Report every line in the listing that contains the string "ticker".

#### Listed records

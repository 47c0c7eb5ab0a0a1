use std::fs::{self, OpenOptions};
use std::path::{Path, PathBuf};
use std::time::{Duration, SystemTime, UNIX_EPOCH};

use anyhow::{bail, Context, Result};
use clap::{Parser, Subcommand};
use kvtrace::session::{Playback, SimulationHistory};
use kvtrace::{util, Config, SimulationResult, SimulatorClient, View};

#[derive(Debug, Parser)]
#[command(
    name = "kvtrace",
    version,
    about = "Replay and inspect paged KV cache simulation traces"
)]
struct Cli {
    /// Data directory for config, logs and saved traces (default: ~/.kvtrace)
    #[arg(long, global = true, env = "KVTRACE_DATA_DIR")]
    data_dir: Option<PathBuf>,

    /// Simulator base URL, overriding the config file
    #[arg(long, global = true, env = "KVTRACE_SIMULATOR_URL")]
    simulator_url: Option<String>,

    #[command(subcommand)]
    command: Command,
}

#[derive(Debug, Subcommand)]
enum Command {
    /// Print the reconstructed cache state at one step of a trace
    Inspect {
        trace: PathBuf,
        /// Step to reconstruct (default: last)
        #[arg(long)]
        step: Option<usize>,
        /// Previous run, used to mark the shared prompt prefix
        #[arg(long)]
        prev: Option<PathBuf>,
    },
    /// Step through a trace from the beginning
    Play {
        trace: PathBuf,
        /// Delay between frames (default from config)
        #[arg(long)]
        interval_ms: Option<u64>,
    },
    /// Run a prompt through the simulator and save the trace
    Simulate {
        prompt: String,
        /// Where to write the trace (default: a new file in the traces directory)
        #[arg(long)]
        out: Option<PathBuf>,
    },
    /// Check whether the simulator is reachable
    Health,
}

#[tokio::main]
async fn main() -> Result<()> {
    let cli = Cli::parse();
    util::init_data_dir(cli.data_dir.clone());

    // Log to ~/.kvtrace/logs/kvtrace.log; stdout belongs to the views
    util::ensure_data_dirs()?;

    let log_file = OpenOptions::new()
        .create(true)
        .append(true)
        .open(util::log_file_path())?;

    tracing_subscriber::fmt()
        .with_env_filter(
            tracing_subscriber::EnvFilter::from_default_env()
                .add_directive(tracing::Level::WARN.into()),
        )
        .with_writer(log_file)
        .with_ansi(false) // Disable ANSI colors in log file
        .init();

    let mut config = Config::load();
    if let Some(url) = cli.simulator_url {
        config = config.with_simulator_url(url);
    }

    match cli.command {
        Command::Inspect { trace, step, prev } => inspect(&config, &trace, step, prev.as_deref()),
        Command::Play { trace, interval_ms } => {
            let interval = interval_ms.map_or(config.playback_interval, Duration::from_millis);
            play(&config, &trace, interval).await
        }
        Command::Simulate { prompt, out } => simulate(&config, &prompt, out).await,
        Command::Health => health(&config).await,
    }
}

fn inspect(
    config: &Config,
    trace: &Path,
    step: Option<usize>,
    prev: Option<&Path>,
) -> Result<()> {
    let mut history = SimulationHistory::new();
    if let Some(prev) = prev {
        let result = SimulationResult::load(prev)?;
        history.push(prev.display().to_string(), result);
    }
    let idx = history.push(trace.display().to_string(), SimulationResult::load(trace)?);

    let mut loaded = history
        .select(idx, config.default_page_size)
        .context("Trace missing from history")?;
    let step = step.unwrap_or_else(|| loaded.reconstructor.max_step());
    tracing::info!(trace = %trace.display(), step, "Inspecting trace");

    let snapshot = loaded.reconstructor.snapshot(step);
    let result = &loaded.entry.result;
    let view = View::new(result, &snapshot)
        .with_prefix(&loaded.prefix_token_indices)
        .with_recent_events(config.recent_events);

    print!("{}", view.frame());
    print!("\n-- Model --\n{}", view.model_info());
    print!("\n-- Summary --\n{}", view.summary());
    Ok(())
}

async fn play(config: &Config, trace: &Path, interval: Duration) -> Result<()> {
    let result = SimulationResult::load(trace)?;
    let mut replay = result.reconstructor(config.default_page_size);
    let mut playback = Playback::new(replay.len());
    tracing::info!(trace = %trace.display(), steps = replay.len(), "Starting playback");

    let mut render = |step: usize, playback: &Playback| {
        let snapshot = replay.snapshot(step);
        let view = View::new(&result, &snapshot).with_recent_events(config.recent_events);
        println!("[{}]", playback.label());
        print!("{}", view.frame());
        println!();
    };

    render(playback.step(), &playback);
    playback.toggle();

    // tokio intervals reject a zero period
    let mut ticker = tokio::time::interval(interval.max(Duration::from_millis(1)));
    ticker.tick().await;
    while playback.is_playing() {
        ticker.tick().await;
        if let Some(step) = playback.tick() {
            render(step, &playback);
        }
    }
    Ok(())
}

async fn simulate(config: &Config, prompt: &str, out: Option<PathBuf>) -> Result<()> {
    let client = SimulatorClient::new(&config.simulator_url);
    let result = client.simulate(prompt, config.max_tokens).await?;

    let path = match out {
        Some(path) => path,
        None => {
            let secs = SystemTime::now().duration_since(UNIX_EPOCH)?.as_secs();
            util::trace_file_path(secs)
        }
    };
    if let Some(parent) = path.parent().filter(|p| !p.as_os_str().is_empty()) {
        fs::create_dir_all(parent)
            .with_context(|| format!("Failed to create {}", parent.display()))?;
    }
    result.save(&path)?;
    tracing::info!(path = %path.display(), events = result.events.len(), "Saved trace");

    println!("Saved {} events to {}", result.events.len(), path.display());
    println!("Total requests: {}", result.summary.num_requests);
    Ok(())
}

async fn health(config: &Config) -> Result<()> {
    let client = SimulatorClient::new(&config.simulator_url);
    if !client.health().await {
        bail!("Simulator at {} is not reachable", client.base_url());
    }
    println!("Simulator at {} is healthy", client.base_url());
    Ok(())
}
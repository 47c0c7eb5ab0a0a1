//! Prior-request cache index and cache-hit detection for one step.

use std::collections::{HashMap, HashSet};

use serde::Serialize;

use super::event::{Event, EventKind, PageId};
use super::token_key::TokenKey;

/// Where a token's KV entry lives.
#[derive(Debug, Clone, Copy, PartialEq, Eq, Serialize)]
pub struct SlotRef {
    pub page_id: PageId,
    pub slot: usize,
}

/// Cache view derived for a single step.
#[derive(Debug, Clone, PartialEq, Eq, Default, Serialize)]
pub struct CacheContext {
    /// Index of the most recent `request_start` at or before the step (0 if none)
    pub request_start_index: usize,
    /// Tracked writes strictly before the request boundary, last write wins
    pub prior_cache: HashMap<TokenKey, SlotRef>,
    /// Keys written from the request boundary up to the step
    pub current_writes: HashSet<TokenKey>,
    /// Token of the most recent `token_step` at or before the step
    pub current_token_index: Option<usize>,
    /// Set only when the step's own event is a `token_step` served from `prior_cache`
    pub cache_hit: bool,
    pub cache_hit_token_index: Option<usize>,
    pub cache_hit_page_id: Option<PageId>,
}

impl CacheContext {
    /// Build the context for the last event of `prefix` (`events[0..=step]`).
    pub fn build(prefix: &[Event], tokens: &[String]) -> Self {
        let request_start_index = request_boundary(prefix);

        let mut prior_cache = HashMap::new();
        let mut current_writes = HashSet::new();
        for (index, event) in prefix.iter().enumerate() {
            let Some(write) = event.tracked_write() else {
                continue;
            };
            let Some(token_idx) = write.token_idx else {
                continue;
            };
            let key = TokenKey::lookup(tokens, token_idx);
            if index >= request_start_index {
                current_writes.insert(key);
            } else if let Some((page_id, slot)) = write.location() {
                prior_cache.insert(key, SlotRef { page_id, slot });
            }
        }

        let current_token_index = prefix.iter().rev().find_map(Event::token_step);

        let mut ctx = Self {
            request_start_index,
            prior_cache,
            current_writes,
            current_token_index,
            ..Self::default()
        };

        let hit_token = prefix
            .last()
            .and_then(Event::token_step)
            .filter(|&token_idx| token_idx < tokens.len());
        if let Some(token_idx) = hit_token {
            let key = TokenKey::lookup(tokens, token_idx);
            if !ctx.current_writes.contains(&key) {
                if let Some(slot) = ctx.prior_cache.get(&key) {
                    ctx.cache_hit = true;
                    ctx.cache_hit_token_index = Some(token_idx);
                    ctx.cache_hit_page_id = Some(slot.page_id);
                }
            }
        }

        ctx
    }

    /// Whether `tokens[token_idx]` has an entry left over from the prior request.
    pub fn is_cached(&self, tokens: &[String], token_idx: usize) -> bool {
        token_idx < tokens.len()
            && self
                .prior_cache
                .contains_key(&TokenKey::lookup(tokens, token_idx))
    }

    /// Whether the step's cache hit is for `token_idx`.
    pub fn is_hit(&self, token_idx: usize) -> bool {
        self.cache_hit && self.cache_hit_token_index == Some(token_idx)
    }
}

/// Index of the most recent `request_start`; earlier boundaries are flattened away.
pub fn request_boundary(prefix: &[Event]) -> usize {
    prefix
        .iter()
        .rposition(|event| matches!(event.kind, EventKind::RequestStart(_)))
        .unwrap_or(0)
}

/// Request id announced by the most recent `request_start`, or 0.
pub fn current_request_id(prefix: &[Event]) -> u64 {
    prefix
        .iter()
        .rev()
        .find_map(|event| match &event.kind {
            EventKind::RequestStart(start) => start.request_id,
            _ => None,
        })
        .unwrap_or(0)
}
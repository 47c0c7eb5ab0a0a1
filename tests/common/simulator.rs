//! In-process stand-in for the simulator HTTP API

use axum::http::StatusCode;
use axum::routing::{get, post};
use axum::{Json, Router};
use serde_json::{json, Value};

use super::fixtures::TWO_REQUEST_TRACE;

/// Prompt that makes the stub answer with a 500
pub const FAILING_PROMPT: &str = "explode";

async fn simulate(Json(request): Json<Value>) -> Result<Json<Value>, (StatusCode, String)> {
    let prompt = request["prompt"].as_str().unwrap_or_default();
    if prompt == FAILING_PROMPT {
        return Err((
            StatusCode::INTERNAL_SERVER_ERROR,
            "simulator exploded".to_string(),
        ));
    }

    let mut trace: Value = serde_json::from_str(TWO_REQUEST_TRACE).expect("fixture trace");
    trace["tokens"] = json!(prompt.split_whitespace().collect::<Vec<_>>());
    // Echo the request so callers can see what was sent
    trace["token_timeline"] = json!({ "max_tokens": request["max_tokens"] });
    Ok(Json(trace))
}

fn router() -> Router {
    Router::new()
        .route("/simulate", post(simulate))
        .route("/health", get(|| async { "ok" }))
}

/// Serve the stub on an ephemeral port from a background thread; returns its base URL.
pub fn spawn_stub_simulator() -> String {
    let listener = std::net::TcpListener::bind("127.0.0.1:0").expect("Failed to bind stub");
    listener
        .set_nonblocking(true)
        .expect("Failed to set stub listener non-blocking");
    let addr = listener.local_addr().expect("Stub has no local addr");

    std::thread::spawn(move || {
        let runtime = tokio::runtime::Builder::new_current_thread()
            .enable_all()
            .build()
            .expect("Failed to build stub runtime");
        runtime.block_on(async move {
            let listener =
                tokio::net::TcpListener::from_std(listener).expect("Failed to adopt listener");
            axum::serve(listener, router()).await.expect("Stub server failed");
        });
    });

    format!("http://{addr}")
}

/// Base URL of a port nothing listens on
pub fn unreachable_url() -> String {
    let listener = std::net::TcpListener::bind("127.0.0.1:0").expect("Failed to bind");
    let port = listener.local_addr().expect("No local addr").port();
    drop(listener);
    format!("http://127.0.0.1:{port}")
}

########

> **Exercise output**
    let mut ticker = tokio::time::interval(interval.max(Duration::from_millis(1)));
    ticker.tick().await;
        ticker.tick().await;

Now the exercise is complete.